Stored data:
----------------------------------------

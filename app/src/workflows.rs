//! Registered workflows
//!
//! `workflow_results_gen.rs` is generated from this file; rerun
//! `typedflow generate --file app/src/workflows.rs` after editing the registry.

use serde::{Deserialize, Serialize};
use typedflow::{workflow, workflow_registry, FrameworkError, Workflow, WorkflowContext};

#[workflow_registry]
pub static WORKFLOWS: &[Workflow] = &[
    Workflow {
        name: "sayHello",
        description: "This is the sayHello workflow",
        func: &hello_workflow,
    },
    Workflow {
        name: "sayHello2",
        description: "This is the sayHello workflow again, under a second name",
        func: &hello_workflow,
    },
];

#[derive(Debug, Clone, Serialize, Deserialize)]
pub struct Response {
    pub res: String,
}

#[workflow]
pub async fn hello_workflow(ctx: WorkflowContext, params: String) -> Result<Response, FrameworkError> {
    Ok(Response {
        res: format!("hello: {} (run {})", params, ctx.run_id()),
    })
}

include!("workflow_results_gen.rs");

----------------------------------------

§ **TASK TO CARRY OUT**
For this exercise, copy the lines from the one that contains "this file; rerun" through the last line of the records, exactly and only those.

§ **SOLUTION FOR THIS PROBLEM**
//! `workflow_results_gen.rs` is generated from this file; rerun
//! `typedflow generate --file app/src/workflows.rs` after editing the registry.

use serde::{Deserialize, Serialize};
use typedflow::{workflow, workflow_registry, FrameworkError, Workflow, WorkflowContext};

#[workflow_registry]
pub static WORKFLOWS: &[Workflow] = &[
    Workflow {
        name: "sayHello",
        description: "This is the sayHello workflow",
        func: &hello_workflow,
    },
    Workflow {
        name: "sayHello2",
        description: "This is the sayHello workflow again, under a second name",
        func: &hello_workflow,
    },
];

#[derive(Debug, Clone, Serialize, Deserialize)]
pub struct Response {
    pub res: String,
}

#[workflow]
pub async fn hello_workflow(ctx: WorkflowContext, params: String) -> Result<Response, FrameworkError> {
    Ok(Response {
        res: format!("hello: {} (run {})", params, ctx.run_id()),
    })
}

include!("workflow_results_gen.rs");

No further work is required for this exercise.